Below are records. Find each line in them that holds the word "enums" and copy it.

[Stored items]
::::::::

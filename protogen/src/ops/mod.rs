//! Core operations.
//!
//! This module contains the business logic for protogen commands,
//! separated from CLI argument parsing and output rendering.

pub mod check;
pub mod generate;

pub use check::check;
pub use generate::generate;

use protogen_codegen::{GenerationReport, GeneratorConfig, Pipeline};
use protogen_codegen_rust::StructStrategy;
use protogen_ir::GenerateRequest;

/// Run the bundled struct strategy over every file of the request.
pub fn run_pipeline(
    request: &GenerateRequest,
    config: GeneratorConfig,
) -> protogen_codegen::Result<GenerationReport> {
    Pipeline::new()
        .config(config)
        .run(request, &mut StructStrategy::new())
}

/// Append command-line parameters to the request's own parameter string.
///
/// Later entries override earlier ones, so the command line wins.
pub fn merge_parameters(request: Option<&str>, extra: &[String]) -> Option<String> {
    let merged: Vec<&str> = request
        .into_iter()
        .chain(extra.iter().map(String::as_str))
        .map(str::trim)
        .filter(|p| !p.is_empty())
        .collect();

    if merged.is_empty() {
        None
    } else {
        Some(merged.join(","))
    }
}

#[cfg(test)]
mod tests {
    use super::*;

    #[test]
    fn test_merge_parameters() {
        assert_eq!(merge_parameters(None, &[]), None);
        assert_eq!(merge_parameters(Some(" "), &[]), None);
        assert_eq!(
            merge_parameters(Some("extension=rs"), &[]).as_deref(),
            Some("extension=rs")
        );
        assert_eq!(
            merge_parameters(
                Some("extension=rs"),
                &["list_messages=false".to_string(), "extension=gen.rs".to_string()]
            )
            .as_deref(),
            Some("extension=rs,list_messages=false,extension=gen.rs")
        );
    }

    #[test]
    fn test_command_line_parameter_wins() {
        let mut request = GenerateRequest::new()
            .generated_file(protogen_ir::FileUnit::new("a.proto"))
            .parameter("extension=rs");
        request.parameter =
            merge_parameters(request.parameter.as_deref(), &["extension=gen.rs".to_string()]);

        let outcome = run_pipeline(&request, GeneratorConfig::default()).unwrap();
        assert_eq!(outcome.artifacts[0].name, "a.gen.rs");
    }
}
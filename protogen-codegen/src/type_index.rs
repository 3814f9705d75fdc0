//! Lookup from fully-qualified type names to their declarations.

use std::collections::HashMap;

use protogen_ir::{Enum, FileUnit, Message};

use crate::{Error, Result};

/// What a qualified name refers to.
#[derive(Debug, Clone, Copy)]
pub enum DeclKind<'a> {
    Message(&'a Message),
    Enum(&'a Enum),
}

/// A message or enum declaration together with where it lives.
#[derive(Debug, Clone)]
pub struct Declaration<'a> {
    /// File that declares the type.
    pub file: &'a FileUnit,
    pub kind: DeclKind<'a>,
    /// Fully-qualified name with leading dot (`.pkg.Outer.Inner`).
    pub qualified_name: String,
    /// Name inside the generated module, nesting joined by `_` (`Outer_Inner`).
    pub local_name: String,
}

impl<'a> Declaration<'a> {
    pub fn is_message(&self) -> bool {
        matches!(self.kind, DeclKind::Message(_))
    }

    pub fn is_enum(&self) -> bool {
        matches!(self.kind, DeclKind::Enum(_))
    }

    /// Whether this is a message declared with the group syntax.
    pub fn is_group(&self) -> bool {
        self.as_message().is_some_and(Message::is_group)
    }

    pub fn as_message(&self) -> Option<&'a Message> {
        match self.kind {
            DeclKind::Message(message) => Some(message),
            DeclKind::Enum(_) => None,
        }
    }

    pub fn as_enum(&self) -> Option<&'a Enum> {
        match self.kind {
            DeclKind::Enum(e) => Some(e),
            DeclKind::Message(_) => None,
        }
    }
}

/// Index over every declaration of a batch, nested ones included.
///
/// Built once and never mutated; declarations borrow from the loaded files.
#[derive(Debug, Default)]
pub struct TypeIndex<'a> {
    types: HashMap<String, Declaration<'a>>,
}

impl<'a> TypeIndex<'a> {
    /// Index all declarations in `files`. The first definition of a name wins.
    pub fn build(files: &'a [FileUnit]) -> Self {
        let mut index = Self::default();
        for file in files {
            let prefix = file.qualified_prefix();
            for message in file.messages() {
                index.add_message(file, &prefix, "", message);
            }
            for e in file.enums() {
                index.add_enum(file, &prefix, "", e);
            }
        }
        index
    }

    fn add_message(&mut self, file: &'a FileUnit, scope: &str, local: &str, message: &'a Message) {
        let qualified_name = format!("{scope}.{}", message.name);
        let local_name = join_local(local, &message.name);

        for nested in &message.nested {
            self.add_message(file, &qualified_name, &local_name, nested);
        }
        for e in &message.enums {
            self.add_enum(file, &qualified_name, &local_name, e);
        }

        self.insert(Declaration {
            file,
            kind: DeclKind::Message(message),
            qualified_name,
            local_name,
        });
    }

    fn add_enum(&mut self, file: &'a FileUnit, scope: &str, local: &str, e: &'a Enum) {
        self.insert(Declaration {
            file,
            kind: DeclKind::Enum(e),
            qualified_name: format!("{scope}.{}", e.name),
            local_name: join_local(local, &e.name),
        });
    }

    fn insert(&mut self, decl: Declaration<'a>) {
        self.types.entry(decl.qualified_name.clone()).or_insert(decl);
    }

    /// Find a declaration, accepting names with or without the leading dot.
    pub fn lookup(&self, name: &str) -> Option<&Declaration<'a>> {
        match name.strip_prefix('.') {
            Some(_) => self.types.get(name),
            None => self.types.get(&format!(".{name}")),
        }
    }

    /// Find a declaration that must exist.
    ///
    /// # Errors
    ///
    /// Returns [`Error::UnresolvedType`] when nothing by that name is loaded.
    pub fn resolve(&self, name: &str) -> Result<&Declaration<'a>> {
        self.lookup(name).ok_or_else(|| Error::unresolved(name))
    }

    /// Whether `name` is a message declared as a group. Unknown names are not.
    pub fn is_group(&self, name: &str) -> bool {
        self.lookup(name).is_some_and(Declaration::is_group)
    }

    /// Number of indexed declarations.
    pub fn len(&self) -> usize {
        self.types.len()
    }

    pub fn is_empty(&self) -> bool {
        self.types.is_empty()
    }
}

fn join_local(outer: &str, name: &str) -> String {
    if outer.is_empty() {
        name.to_string()
    } else {
        format!("{outer}_{name}")
    }
}

#[cfg(test)]
mod tests {
    use protogen_ir::{Field, FieldKind};

    use super::*;

    fn files() -> Vec<FileUnit> {
        vec![
            FileUnit::new("shapes.proto")
                .package("geo")
                .message(
                    Message::new("Polygon")
                        .field(Field::scalar("sides", 1, FieldKind::Int32))
                        .nested(Message::new("Vertex").nested(Message::new("Label")))
                        .nested(Message::new("Result").as_group())
                        .enumeration(Enum::new("Kind").value("CONVEX", 0)),
                )
                .enumeration(Enum::new("Color").value("RED", 0)),
            FileUnit::new("plain.proto").message(Message::new("Loose")),
        ]
    }

    #[test]
    fn test_nested_declarations_are_indexed() {
        let files = files();
        let index = TypeIndex::build(&files);

        assert_eq!(index.len(), 7);

        let label = index.lookup(".geo.Polygon.Vertex.Label").unwrap();
        assert_eq!(label.local_name, "Polygon_Vertex_Label");
        assert_eq!(label.file.name, "shapes.proto");
        assert!(label.is_message());

        let kind = index.lookup(".geo.Polygon.Kind").unwrap();
        assert!(kind.is_enum());
        assert_eq!(kind.as_enum().map(|e| e.values.len()), Some(1));
    }

    #[test]
    fn test_lookup_without_leading_dot() {
        let files = files();
        let index = TypeIndex::build(&files);

        assert!(index.lookup("geo.Color").is_some());
        assert!(index.lookup(".Loose").is_some());
        assert!(index.lookup("Loose").is_some());
        assert!(index.lookup(".geo.Missing").is_none());
    }

    #[test]
    fn test_resolve_missing_is_error() {
        let files = files();
        let index = TypeIndex::build(&files);

        assert!(index.resolve(".geo.Polygon").is_ok());
        let err = index.resolve(".geo.Missing").unwrap_err();
        assert!(matches!(*err, Error::UnresolvedType { .. }));
        assert!(err.is_batch_fatal());
    }

    #[test]
    fn test_is_group() {
        let files = files();
        let index = TypeIndex::build(&files);

        assert!(index.is_group(".geo.Polygon.Result"));
        assert!(!index.is_group(".geo.Polygon"));
        assert!(!index.is_group(".geo.Color"));
        assert!(!index.is_group(".geo.Unknown"));
    }

    #[test]
    fn test_first_definition_wins() {
        let files = vec![
            FileUnit::new("a.proto").message(Message::new("Dup").as_group()),
            FileUnit::new("b.proto").message(Message::new("Dup")),
        ];
        let index = TypeIndex::build(&files);

        let decl = index.lookup(".Dup").unwrap();
        assert_eq!(decl.file.name, "a.proto");
        assert!(decl.is_group());
    }
}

::::::::

ANSWER TO THE PROBLEM:
            for e in file.enums() {
        for e in &message.enums {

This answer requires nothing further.